_Given records_

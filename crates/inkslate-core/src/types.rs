//! Shared value types.

use peniko::Color;
use serde::{Deserialize, Serialize};
use uuid::Uuid;

/// Identifier assigned to a stroke when it is committed.
pub type StrokeId = Uuid;

/// Opaque RGBA8 color. Equality is by value.
#[derive(Debug, Clone, Copy, PartialEq, Eq, Hash, Serialize, Deserialize)]
pub struct Rgba {
    pub r: u8,
    pub g: u8,
    pub b: u8,
    pub a: u8,
}

impl Rgba {
    pub const BLACK: Self = Self::new(0, 0, 0, 255);
    pub const WHITE: Self = Self::new(255, 255, 255, 255);
    pub const TRANSPARENT: Self = Self::new(0, 0, 0, 0);

    pub const fn new(r: u8, g: u8, b: u8, a: u8) -> Self {
        Self { r, g, b, a }
    }

    /// Fully opaque color.
    pub const fn rgb(r: u8, g: u8, b: u8) -> Self {
        Self::new(r, g, b, 255)
    }

    pub fn is_transparent(&self) -> bool {
        self.a == 0
    }
}

impl Default for Rgba {
    fn default() -> Self {
        Self::BLACK
    }
}

impl From<Color> for Rgba {
    fn from(color: Color) -> Self {
        let rgba = color.to_rgba8();
        Self {
            r: rgba.r,
            g: rgba.g,
            b: rgba.b,
            a: rgba.a,
        }
    }
}

impl From<Rgba> for Color {
    fn from(color: Rgba) -> Self {
        Color::from_rgba8(color.r, color.g, color.b, color.a)
    }
}
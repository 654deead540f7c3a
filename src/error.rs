//! Error types and handling for the virtual interface manager

use thiserror::Error;

/// Main error type for interface management operations
#[derive(Error, Debug)]
pub enum IfaceError {
    /// Configuration errors
    #[error("Configuration error: {0}")]
    Config(String),

    /// Device node missing or inaccessible
    #[error("Device node unavailable: {0}")]
    DeviceNodeUnavailable(String),

    /// Control request rejected due to permissions
    #[error("Insufficient privilege: {0}")]
    InsufficientPrivilege(String),

    /// Requested name already bound to a live interface
    #[error("Name collision: interface {0:?} already exists")]
    NameCollision(String),

    /// Kernel assigned a name incompatible with an explicit request
    #[error("Unexpected rename: requested {requested:?}, kernel assigned {assigned:?}")]
    UnexpectedRename {
        /// Name the caller asked for
        requested: String,
        /// Name the kernel actually assigned
        assigned: String,
    },

    /// Interface name rejected by validation
    #[error("Invalid interface name: {0}")]
    InvalidName(String),

    /// No interface registered under the given name
    #[error("Interface not found: {0:?}")]
    NotFound(String),

    /// Interface is already administratively up
    #[error("Interface already up: {0:?}")]
    AlreadyUp(String),

    /// Interface is already administratively down
    #[error("Interface already down: {0:?}")]
    AlreadyDown(String),

    /// Administrative state change failed at the system level
    #[error("System configuration error: {0}")]
    SystemConfig(String),

    /// IO errors
    #[error("IO error: {0}")]
    Io(#[from] std::io::Error),
}

/// Result type alias for interface management operations
pub type Result<T> = std::result::Result<T, IfaceError>;

impl From<toml::de::Error> for IfaceError {
    fn from(err: toml::de::Error) -> Self {
        IfaceError::Config(format!("TOML parsing error: {err}"))
    }
}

_Your goal_
If a line of the entries holds the word "const", copy it out.

_Task response_
    pub const BLACK: Self = Self::new(0, 0, 0, 255);
    pub const WHITE: Self = Self::new(255, 255, 255, 255);
    pub const TRANSPARENT: Self = Self::new(0, 0, 0, 0);
    pub const fn new(r: u8, g: u8, b: u8, a: u8) -> Self {
    pub const fn rgb(r: u8, g: u8, b: u8) -> Self {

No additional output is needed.